Ribonuclease- this catalyzes the breakdown of RNA into smaller parts.
Trypsin- this breaks down proteins in your small intestine.
Pepsin- this is made from the stomach and breaks down food proteins.
On the other hand, inorganic catalysts would be the non-enzymatic expeditors of chemical reactions that occur outside of biosystems and have no structural changes after doing their job. They include elemental metals such as palladium, platinum, iron, potassium permanganate, and vanadium oxide, etc. They are stubborn, unable to be forced out of shape, and not regulatable.
Unlike inorganic catalysts, enzymes can engage in allosteric change. Enzymes are specific due to the pliability of their active site that allows metabolites to bind to them and cause conformational changes that either accelerate or decelerate the catalytic rate of reaction, which has a strong and integral relationship with the status of biochemical pathways.
The different functions of your cells are characterized by the 3,000 different enzymes per cell that cause all cells to have overlapping sets of enzymes.

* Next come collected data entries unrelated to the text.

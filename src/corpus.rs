// Copyright 2025-present Harīṣh Tummalachērla
// SPDX-License-Identifier: Apache-2.0

//! The in-memory multiset of observed words.
//!
//! A word is raw bytes: no encoding, embedded NULs welcome, empty is fine.
//! The corpus counts how many times each distinct word was seen. Counts are
//! the whole point (the harness measures how often a fuzzer repeats itself),
//! so nothing here ever deduplicates.
//!
//! Storage is a `BTreeMap` keyed by the word, which gives the canonical order
//! for free: unsigned lexicographic byte order, shorter prefix first. Two
//! corpora with the same words and counts iterate identically no matter what
//! order the words arrived in, which is what makes repeated persists
//! byte-identical.

use std::collections::BTreeMap;

/// One observed fuzzer input.
pub type Word = Vec<u8>;

/// Multiset of words with multiplicities.
#[derive(Debug, Clone, Default, PartialEq, Eq)]
pub struct Corpus {
    counts: BTreeMap<Word, u64>,
    total: u64,
}

/// One row of the distribution summary.
#[derive(Debug, Clone, PartialEq, Eq)]
pub struct DistributionEntry {
    pub word: Word,
    pub count: u64,
}

impl Corpus {
    pub fn new() -> Self {
        Self::default()
    }

    /// Add one occurrence of `word`, returning its new multiplicity.
    pub fn insert(&mut self, word: impl Into<Word>) -> u64 {
        let count = self.counts.entry(word.into()).or_insert(0);
        *count += 1;
        // INVARIANT: total is the sum of all multiplicities
        self.total += 1;
        *count
    }

    /// How many times `word` has been inserted.
    pub fn multiplicity(&self, word: &[u8]) -> u64 {
        self.counts.get(word).copied().unwrap_or(0)
    }

    /// Total number of occurrences (records on disk).
    pub fn len(&self) -> u64 {
        self.total
    }

    pub fn is_empty(&self) -> bool {
        self.total == 0
    }

    /// Number of distinct words.
    pub fn distinct(&self) -> usize {
        self.counts.len()
    }

    /// Occurrences beyond the first of each word.
    pub fn duplicates(&self) -> u64 {
        self.total - self.counts.len() as u64
    }

    /// Length of the longest word, if any.
    pub fn longest(&self) -> Option<usize> {
        self.counts.keys().map(Vec::len).max()
    }

    /// Distinct words with their counts, in canonical order.
    pub fn counts(&self) -> impl Iterator<Item = (&[u8], u64)> {
        self.counts.iter().map(|(w, &c)| (w.as_slice(), c))
    }

    /// Every occurrence in canonical order, duplicates adjacent.
    ///
    /// This is the order records are written in.
    pub fn iter(&self) -> impl Iterator<Item = &[u8]> {
        self.counts
            .iter()
            .flat_map(|(w, &c)| std::iter::repeat(w.as_slice()).take(c as usize))
    }

    /// Words ordered by ascending count, ties broken by canonical order.
    ///
    /// Rarest first, so the most repeated inputs end up at the bottom of a
    /// terminal report where they are easiest to spot.
    pub fn distribution(&self) -> Vec<DistributionEntry> {
        let mut rows: Vec<DistributionEntry> = self
            .counts
            .iter()
            .map(|(word, &count)| DistributionEntry {
                word: word.clone(),
                count,
            })
            .collect();
        // Stable sort keeps canonical order within equal counts
        rows.sort_by_key(|row| row.count);
        rows
    }
}

impl<W: Into<Word>> FromIterator<W> for Corpus {
    fn from_iter<I: IntoIterator<Item = W>>(iter: I) -> Self {
        let mut corpus = Corpus::new();
        corpus.extend(iter);
        corpus
    }
}

impl<W: Into<Word>> Extend<W> for Corpus {
    fn extend<I: IntoIterator<Item = W>>(&mut self, iter: I) {
        for word in iter {
            self.insert(word);
        }
    }
}
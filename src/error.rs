// Copyright 2025-present Harīṣh Tummalachērla
// SPDX-License-Identifier: Apache-2.0

//! Error kinds for the corpus store.
//!
//! Three things can go wrong. The tool runs from the wrong directory (not
//! really an error, the harness just gets a "skipped" outcome). The corpus
//! file is malformed. Or the filesystem refuses an open, read, or write.
//! Only the last two are hard failures, and they get different exit
//! statuses so a driver script can tell "your data is broken" apart from
//! "your disk is full".

use std::io;
use std::path::PathBuf;

use thiserror::Error;

/// Exit status for a corrupt corpus file (sysexits `EX_DATAERR`).
pub const EXIT_CORRUPT: i32 = 65;

/// Exit status for filesystem failures (sysexits `EX_IOERR`).
pub const EXIT_IO: i32 = 74;

#[derive(Error, Debug)]
pub enum TallyError {
    /// Marker file missing from the configured root.
    #[error("marker file {marker:?} not found in {root}")]
    EnvironmentMismatch { root: PathBuf, marker: String },

    /// The corpus file does not decode.
    #[error("corrupt corpus at byte {offset}: {reason}")]
    CorruptStore { offset: u64, reason: CorruptReason },

    /// Filesystem failure, tagged with the operation and path.
    #[error("{op} {}: {source}", path.display())]
    Io {
        op: IoOp,
        path: PathBuf,
        #[source]
        source: io::Error,
    },
}

/// Why a corpus file was rejected.
#[derive(Debug, Clone, PartialEq, Eq)]
pub enum CorruptReason {
    /// Fewer than 8 bytes left where a length prefix should start.
    PartialLength { available: usize },
    /// The declared payload runs past the end of the file.
    TruncatedPayload { declared: u64, available: usize },
    /// Framed file whose header is cut short.
    BadHeader,
    /// Framed file with a version this build does not understand.
    UnsupportedVersion(u8),
    /// Framed file whose footer magic is wrong or missing.
    BadFooter,
    /// Framed file whose checksum does not match its contents.
    ChecksumMismatch { stored: u32, computed: u32 },
}

impl std::fmt::Display for CorruptReason {
    fn fmt(&self, f: &mut std::fmt::Formatter<'_>) -> std::fmt::Result {
        match self {
            Self::PartialLength { available } => {
                write!(f, "{} trailing bytes, too short for a length prefix", available)
            }
            Self::TruncatedPayload { declared, available } => write!(
                f,
                "record declares {} bytes but only {} remain",
                declared, available
            ),
            Self::BadHeader => write!(f, "missing or invalid header"),
            Self::UnsupportedVersion(v) => write!(f, "unsupported framed version {}", v),
            Self::BadFooter => write!(f, "missing or invalid footer"),
            Self::ChecksumMismatch { stored, computed } => write!(
                f,
                "checksum mismatch (stored {:#010x}, computed {:#010x})",
                stored, computed
            ),
        }
    }
}

/// Filesystem operation that failed.
#[derive(Debug, Clone, Copy, PartialEq, Eq)]
pub enum IoOp {
    Create,
    Read,
    Write,
    Rename,
    Sync,
    Stdin,
}

impl std::fmt::Display for IoOp {
    fn fmt(&self, f: &mut std::fmt::Formatter<'_>) -> std::fmt::Result {
        let verb = match self {
            Self::Create => "failed to create",
            Self::Read => "failed to read",
            Self::Write => "failed to write",
            Self::Rename => "failed to rename into",
            Self::Sync => "failed to sync",
            Self::Stdin => "failed to read stdin for",
        };
        f.write_str(verb)
    }
}

impl TallyError {
    pub(crate) fn io(op: IoOp, path: impl Into<PathBuf>, source: io::Error) -> Self {
        Self::Io {
            op,
            path: path.into(),
            source,
        }
    }

    pub(crate) fn corrupt(offset: u64, reason: CorruptReason) -> Self {
        Self::CorruptStore { offset, reason }
    }

    /// True for the corruption kind.
    pub fn is_corrupt(&self) -> bool {
        matches!(self, Self::CorruptStore { .. })
    }

    /// Process exit status for this error.
    ///
    /// `EnvironmentMismatch` maps to 0: it is a skip, not a failure. Callers
    /// that want a distinct status for skips handle it before getting here.
    pub fn exit_code(&self) -> i32 {
        match self {
            Self::EnvironmentMismatch { .. } => 0,
            Self::CorruptStore { .. } => EXIT_CORRUPT,
            Self::Io { .. } => EXIT_IO,
        }
    }
}

pub type Result<T> = std::result::Result<T, TallyError>;
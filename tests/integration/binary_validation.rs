//! Negative tests for corpus file validation.
//!
//! A corpus that does not decode must never be partially loaded and then
//! overwritten: that would quietly drop observations and skew the
//! distribution. These tests check the loud failure, the untouched file, and
//! the opt-in salvage path.

use std::fs;

use crate::common::{corpus_of, raw_record, Project};
use wordtally::binary::{decode, encode, Format, TruncationPolicy, LEN_PREFIX_SIZE};
use wordtally::{Corpus, CorpusStore, CorruptReason, StoreConfig, TallyError, EXIT_CORRUPT};

/// Final record declares more bytes than remain
#[test]
fn test_truncated_tail_is_corrupt() {
    let project = Project::new();
    let mut bytes = [raw_record(b"one"), raw_record(b"two")].concat();
    bytes.truncate(bytes.len() - 1);
    project.write_raw(&bytes);

    let err = project.store().record_word(b"three".to_vec()).unwrap_err();
    match &err {
        TallyError::CorruptStore { offset, reason } => {
            assert_eq!(*offset, (LEN_PREFIX_SIZE + 3) as u64);
            assert_eq!(
                *reason,
                CorruptReason::TruncatedPayload {
                    declared: 3,
                    available: 2
                }
            );
        }
        other => panic!("expected CorruptStore, got {:?}", other),
    }
    assert_eq!(err.exit_code(), EXIT_CORRUPT);
    assert_eq!(fs::read(project.corpus_path()).unwrap(), bytes);
}

/// Trailing bytes too short to hold a length prefix
#[test]
fn test_partial_prefix_is_corrupt() {
    for tail in 1..LEN_PREFIX_SIZE {
        let mut bytes = raw_record(b"ok");
        bytes.extend(std::iter::repeat(0u8).take(tail));
        let err = decode(&bytes, TruncationPolicy::Fail).unwrap_err();
        assert!(
            matches!(
                err,
                TallyError::CorruptStore {
                    reason: CorruptReason::PartialLength { .. },
                    ..
                }
            ),
            "tail of {} bytes",
            tail
        );
    }
}

/// A lone huge length prefix must not allocate or panic
#[test]
fn test_absurd_length_rejected() {
    let bytes = (u64::MAX / 2).to_le_bytes();
    assert!(decode(&bytes, TruncationPolicy::Fail).unwrap_err().is_corrupt());
}

/// Discard drops the tail, logs, and the next persist writes a clean file
#[test]
fn test_discard_policy_salvages_prefix() {
    let project = Project::new();
    let mut bytes = [raw_record(b"keep"), raw_record(b"also")].concat();
    bytes.extend_from_slice(&100u64.to_le_bytes());
    bytes.extend_from_slice(b"short");
    project.write_raw(&bytes);

    let store = CorpusStore::new(
        StoreConfig::new(project.root()).with_truncation_policy(TruncationPolicy::Discard),
    );
    store.record_word(b"new".to_vec()).unwrap();

    assert_eq!(
        project.read_corpus(),
        corpus_of(&[b"also", b"keep", b"new"])
    );
}

/// Framed files get checksum protection
#[test]
fn test_framed_corruption_detected() {
    let project = Project::new();
    let mut bytes = encode(&corpus_of(&[b"alpha", b"beta"]), Format::Framed);
    let last_payload_byte = bytes.len() - 9;
    bytes[last_payload_byte] ^= 0xff;
    project.write_raw(&bytes);

    let err = project.store().load().unwrap_err();
    assert!(matches!(
        err,
        TallyError::CorruptStore {
            reason: CorruptReason::ChecksumMismatch { .. },
            ..
        }
    ));
}

/// Unknown framed versions are refused rather than guessed at
#[test]
fn test_framed_future_version_rejected() {
    let mut bytes = encode(&corpus_of(&[b"x"]), Format::Framed);
    bytes[4] = 2;
    let err = decode(&bytes, TruncationPolicy::Fail).unwrap_err();
    assert!(matches!(
        err,
        TallyError::CorruptStore {
            reason: CorruptReason::UnsupportedVersion(2),
            ..
        }
    ));
}

/// Snapshots report corruption without touching the file
#[test]
fn test_snapshot_reports_corruption() {
    let project = Project::new();
    let bytes = [raw_record(b"a"), vec![9, 0]].concat();
    project.write_raw(&bytes);

    assert!(project.store().snapshot().unwrap_err().is_corrupt());
    assert_eq!(fs::read(project.corpus_path()).unwrap(), bytes);
}

/// A legacy file whose first record length spells the framed magic still
/// reads back as legacy
#[test]
#[ignore = "allocates several GB"]
fn test_legacy_file_starting_with_magic_roundtrips() {
    let project = Project::new();
    let huge = vec![0u8; u32::from_le_bytes(*b"WTLY") as usize];
    let corpus: Corpus = [huge.clone()].into_iter().collect();
    let bytes = encode(&corpus, Format::Legacy);
    assert!(bytes.starts_with(b"WTLY"));

    let decoded = decode(&bytes, TruncationPolicy::Fail).unwrap();
    assert_eq!(decoded.format, Format::Legacy);
    assert_eq!(decoded.corpus.multiplicity(&huge), 1);
    drop(decoded);

    // The store keeps accepting words instead of wedging on exit 65
    project.write_raw(&bytes);
    drop(bytes);
    project.store().record_word(b"next".to_vec()).unwrap();
    let reloaded = project.read_corpus();
    assert_eq!(reloaded.len(), 2);
    assert_eq!(reloaded.multiplicity(&huge), 1);
}
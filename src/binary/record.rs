// Copyright 2025-present Harīṣh Tummalachērla
// SPDX-License-Identifier: Apache-2.0

//! Length-prefixed word records.
//!
//! Each record is a `u64` little-endian length followed by that many raw
//! bytes. No separators, no terminator: the stream ends where the file ends.
//! The historical reader decodes the prefix as little-endian, so that is
//! fixed here rather than following the host byte order.

use crate::corpus::Corpus;
use crate::error::{CorruptReason, Result, TallyError};

/// Size of the length prefix in bytes
pub const LEN_PREFIX_SIZE: usize = 8;

/// What to do when the record stream ends mid-record.
#[derive(Debug, Clone, Copy, Default, PartialEq, Eq)]
pub enum TruncationPolicy {
    /// Reject the whole file.
    #[default]
    Fail,
    /// Keep every complete record and drop the broken tail.
    Discard,
}

impl std::str::FromStr for TruncationPolicy {
    type Err = String;

    fn from_str(s: &str) -> std::result::Result<Self, Self::Err> {
        match s.to_ascii_lowercase().as_str() {
            "fail" => Ok(Self::Fail),
            "discard" => Ok(Self::Discard),
            other => Err(format!("unknown policy '{}' (expected fail or discard)", other)),
        }
    }
}

/// Append one record to `buf`.
pub fn encode_record(word: &[u8], buf: &mut Vec<u8>) {
    buf.extend_from_slice(&(word.len() as u64).to_le_bytes());
    buf.extend_from_slice(word);
}

/// Encode every occurrence in canonical order.
pub fn encode_records(corpus: &Corpus) -> Vec<u8> {
    let mut buf = Vec::with_capacity(encoded_len(corpus));
    append_records(corpus, &mut buf);
    buf
}

/// Append every occurrence in canonical order to an existing buffer.
pub fn append_records(corpus: &Corpus, buf: &mut Vec<u8>) {
    for word in corpus.iter() {
        encode_record(word, buf);
    }
}

/// Exact byte size of [`encode_records`] output.
pub fn encoded_len(corpus: &Corpus) -> usize {
    corpus
        .counts()
        .map(|(w, c)| (LEN_PREFIX_SIZE + w.len()) * c as usize)
        .sum()
}

/// Result of decoding a record stream.
#[derive(Debug, Default)]
pub struct DecodedRecords {
    pub corpus: Corpus,
    /// Bytes dropped from the tail under [`TruncationPolicy::Discard`].
    pub discarded: usize,
}

/// Iterator over the records in a byte slice.
///
/// Yields each payload, or a single error at the first malformed record and
/// then stops. `base` is added to reported offsets so errors point at the
/// right byte of the file when the stream sits behind a header.
pub struct RecordIter<'a> {
    bytes: &'a [u8],
    pos: usize,
    base: u64,
    failed: bool,
}

impl<'a> RecordIter<'a> {
    pub fn new(bytes: &'a [u8], base: u64) -> Self {
        Self {
            bytes,
            pos: 0,
            base,
            failed: false,
        }
    }

    /// Offset (within the slice) of the next unread record.
    pub fn position(&self) -> usize {
        self.pos
    }
}

impl<'a> Iterator for RecordIter<'a> {
    type Item = Result<&'a [u8]>;

    fn next(&mut self) -> Option<Self::Item> {
        if self.failed || self.pos == self.bytes.len() {
            return None;
        }

        let offset = self.base + self.pos as u64;
        let rest = &self.bytes[self.pos..];

        let Some((prefix, payload)) = rest.split_first_chunk::<LEN_PREFIX_SIZE>() else {
            self.failed = true;
            return Some(Err(TallyError::corrupt(
                offset,
                CorruptReason::PartialLength {
                    available: rest.len(),
                },
            )));
        };

        let declared = u64::from_le_bytes(*prefix);
        // INVARIANT: never slice past the end; a length that does not fit in
        // usize is necessarily larger than what remains.
        let len = match usize::try_from(declared) {
            Ok(len) if len <= payload.len() => len,
            _ => {
                self.failed = true;
                return Some(Err(TallyError::corrupt(
                    offset,
                    CorruptReason::TruncatedPayload {
                        declared,
                        available: payload.len(),
                    },
                )));
            }
        };

        self.pos += LEN_PREFIX_SIZE + len;
        Some(Ok(&payload[..len]))
    }
}

/// Decode a full record stream into a corpus.
pub fn decode_records(bytes: &[u8], base: u64, policy: TruncationPolicy) -> Result<DecodedRecords> {
    let mut corpus = Corpus::new();
    let mut records = RecordIter::new(bytes, base);
    let mut failure = None;

    for record in records.by_ref() {
        match record {
            Ok(word) => {
                corpus.insert(word.to_vec());
            }
            Err(err) => {
                failure = Some(err);
                break;
            }
        }
    }

    let discarded = match failure {
        None => 0,
        Some(err) if policy == TruncationPolicy::Discard => {
            let discarded = bytes.len() - records.position();
            tracing::warn!(
                "discarding {} trailing bytes of corpus: {}",
                discarded,
                err
            );
            discarded
        }
        Some(err) => return Err(err),
    };

    Ok(DecodedRecords { corpus, discarded })
}
// Copyright 2025-present Harīṣh Tummalachērla
// SPDX-License-Identifier: Apache-2.0

//! Fuzz target for framed corpus detection and checksum validation.
//!
//! Inputs are nudged toward the framed layout by prepending a valid header,
//! so the fuzzer spends its time on footers and record bodies instead of
//! rediscovering the magic bytes.

#![no_main]

use libfuzzer_sys::fuzz_target;
use wordtally::binary::{decode, encode, Format, TruncationPolicy, MAGIC, VERSION};

fuzz_target!(|data: &[u8]| {
    let mut framed = Vec::with_capacity(data.len() + 8);
    framed.extend_from_slice(&MAGIC);
    framed.extend_from_slice(&[VERSION, 0, 0, 0]);
    framed.extend_from_slice(data);

    for bytes in [data, framed.as_slice()] {
        // Property 1: never panics, under either policy
        let strict = decode(bytes, TruncationPolicy::Fail);
        let lenient = decode(bytes, TruncationPolicy::Discard);

        // Property 2: framed files ignore the discard policy
        if bytes.starts_with(&MAGIC) {
            match (&strict, &lenient) {
                (Ok(a), Ok(b)) => assert_eq!(a.corpus, b.corpus),
                (Err(_), Err(_)) => {}
                _ => panic!("Framed decoding must not depend on truncation policy"),
            }
        }

        // Property 3: accepted input re-encodes to exactly the same bytes
        if let Ok(decoded) = strict {
            if decoded.format == Format::Framed {
                let reencoded = encode(&decoded.corpus, Format::Framed);
                let canonical = decode(&reencoded, TruncationPolicy::Fail)
                    .expect("Re-encoding of valid framed corpus should always decode");
                assert_eq!(canonical.corpus, decoded.corpus);
            }
        }
    }
});
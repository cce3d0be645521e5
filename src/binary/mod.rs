// Copyright 2025-present Harīṣh Tummalachērla
// SPDX-License-Identifier: Apache-2.0

//! Binary format for corpus files.
//!
//! The legacy format is as small as a format can be: one length-prefixed
//! record per occurrence, end of file terminates. Every existing corpus file
//! and the Python reader that came with the harness speak it, so it stays
//! the default for new files.
//!
//! The framed format wraps the same record stream in a header and a CRC32
//! footer. It exists for corpora that get copied around between machines,
//! where a silently flipped bit would skew the distribution without anyone
//! noticing.
//!
//! # Security Considerations
//!
//! Corpus files are written by this tool, but they are plain files in a
//! repository that fuzzers run against, so decoding assumes nothing:
//! - Declared lengths are checked against the bytes actually remaining
//! - No allocation is sized from a declared length before that check
//! - CRC32 footer detects corruption/truncation of framed files
//!
//! # Format Overview
//!
//! ```text
//! Legacy:
//! ┌────────────────────────────────────────────────────────────┐
//! │ RECORD* (until EOF)                                        │
//! │   len: u64 (little-endian)                                 │
//! │   payload: [u8; len]                                       │
//! └────────────────────────────────────────────────────────────┘
//!
//! Framed:
//! ┌────────────────────────────────────────────────────────────┐
//! │ HEADER (8 bytes)                                           │
//! │   magic: [u8; 4] = "WTLY"                                  │
//! │   version: u8 = 1                                          │
//! │   reserved: [u8; 3]                                        │
//! ├────────────────────────────────────────────────────────────┤
//! │ RECORD* (same encoding as legacy)                          │
//! ├────────────────────────────────────────────────────────────┤
//! │ FOOTER (8 bytes): crc32 + magic "YLTW"                     │
//! └────────────────────────────────────────────────────────────┘
//! ```

mod header;
mod record;

pub use header::{FramedFooter, FramedHeader, FOOTER_MAGIC, MAGIC, VERSION};
pub use record::{
    append_records, decode_records, encode_record, encode_records, encoded_len, DecodedRecords,
    RecordIter, TruncationPolicy, LEN_PREFIX_SIZE,
};

use std::fmt;
use std::str::FromStr;

use serde::Serialize;

use crate::corpus::Corpus;
use crate::error::Result;

/// On-disk container for the record stream.
#[derive(Debug, Clone, Copy, Default, PartialEq, Eq, Serialize)]
#[serde(rename_all = "lowercase")]
pub enum Format {
    /// Bare records, no header.
    #[default]
    Legacy,
    /// Header + records + CRC32 footer.
    Framed,
}

impl Format {
    pub fn as_str(self) -> &'static str {
        match self {
            Self::Legacy => "legacy",
            Self::Framed => "framed",
        }
    }
}

impl fmt::Display for Format {
    fn fmt(&self, f: &mut fmt::Formatter<'_>) -> fmt::Result {
        f.write_str(self.as_str())
    }
}

impl FromStr for Format {
    type Err = String;

    fn from_str(s: &str) -> std::result::Result<Self, Self::Err> {
        match s.to_ascii_lowercase().as_str() {
            "legacy" => Ok(Self::Legacy),
            "framed" => Ok(Self::Framed),
            other => Err(format!("unknown format '{}' (expected legacy or framed)", other)),
        }
    }
}

/// Sniff the container format from the leading bytes.
pub fn detect_format(bytes: &[u8]) -> Format {
    if bytes.starts_with(&MAGIC) {
        Format::Framed
    } else {
        Format::Legacy
    }
}

/// A decoded corpus file.
#[derive(Debug, Default)]
pub struct Decoded {
    pub corpus: Corpus,
    pub format: Format,
    /// Tail bytes dropped under [`TruncationPolicy::Discard`].
    pub discarded: usize,
}

/// Encode a corpus as a complete file in the given format.
pub fn encode(corpus: &Corpus, format: Format) -> Vec<u8> {
    match format {
        Format::Legacy => encode_records(corpus),
        Format::Framed => {
            let mut buf = Vec::with_capacity(
                FramedHeader::SIZE + encoded_len(corpus) + FramedFooter::SIZE,
            );
            buf.extend_from_slice(&FramedHeader::default().to_bytes());
            append_records(corpus, &mut buf);
            let crc32 = FramedFooter::compute_crc32(&buf);
            buf.extend_from_slice(&FramedFooter { crc32 }.to_bytes());
            buf
        }
    }
}

/// Decode a complete file, detecting its format.
///
/// The truncation policy only governs legacy record streams. A framed file
/// whose footer or checksum is wrong is always rejected: there is no way to
/// tell a clean tail from a damaged one without the checksum.
///
/// A legacy file whose first record is long enough can start with the framed
/// magic. When the framing does not check out, the bytes get a second, strict
/// reading as legacy records, and only if that fails too is the framed error
/// returned.
pub fn decode(bytes: &[u8], policy: TruncationPolicy) -> Result<Decoded> {
    match detect_format(bytes) {
        Format::Legacy => decode_legacy(bytes, policy),
        Format::Framed => decode_framed(bytes).or_else(|framed_err| {
            match decode_legacy(bytes, TruncationPolicy::Fail) {
                Ok(decoded) => {
                    tracing::debug!(
                        "framed magic without valid framing ({}), read as legacy",
                        framed_err
                    );
                    Ok(decoded)
                }
                Err(_) => Err(framed_err),
            }
        }),
    }
}

fn decode_legacy(bytes: &[u8], policy: TruncationPolicy) -> Result<Decoded> {
    let records = decode_records(bytes, 0, policy)?;
    Ok(Decoded {
        corpus: records.corpus,
        format: Format::Legacy,
        discarded: records.discarded,
    })
}

fn decode_framed(bytes: &[u8]) -> Result<Decoded> {
    FramedHeader::read(bytes)?;
    let footer = FramedFooter::read(bytes)?;
    let content = &bytes[..bytes.len() - FramedFooter::SIZE];
    footer.verify(content)?;

    // INVARIANT: records are only parsed once the checksum has passed
    let body = &content[FramedHeader::SIZE..];
    let records = decode_records(body, FramedHeader::SIZE as u64, TruncationPolicy::Fail)?;
    Ok(Decoded {
        corpus: records.corpus,
        format: Format::Framed,
        discarded: 0,
    })
}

You likely never think about the biochemical reactions that take place in your household products, but it is happening because of the enzymes that are now included in spot removers and detergents where they digest stains caused by fats and pigmented proteins. Enzymes are included in meat tenderizers to hydrolyze (breakdown by reaction with water) animal proteins into smaller peptides. Furthermore, biochemical reactions really could not exist without enzyme catalysis. Your mouth, stomach, small intestines, and every chemical reaction inside your cells would not be the same without enzyme catalysis.
Allosteric change- altering the shape and activity of a protein by combining with another substance.
Ribozymes- RNA enzymes that speed up chemical reactions. After the first discovery of ribozymes in the 1980’s, many scientists believe that they are the leftovers from the ancient world that predated the evolution of proteins. They can be located in the ribosome where they combine amino acids to make protein chains.
Neurospora crassa- this is a type of red bread mold that is easy to grow and makes genetic analysis easy for scientists in their studies on biological phenomena.
Drosophila melanogaster- a species of fly often studied by scientists in laboratories due to its rapid life cycle and simple genetics with only four pairs of chromosomes.
one-gene/one-polypeptide hypothesis- the idea that each gene encodes for one enzyme, which traces back to experiments done by George Beadle and Edward Tatum who used common bread mold to make connections between genes and metabolic enzymes. Important updates have been made since those 1940’s experiments. It has been found that some genes can encode non-enzymatic proteins. Some genes can encode just a distinct component of a protein and not the entire protein. Some genes do not encode polypeptides.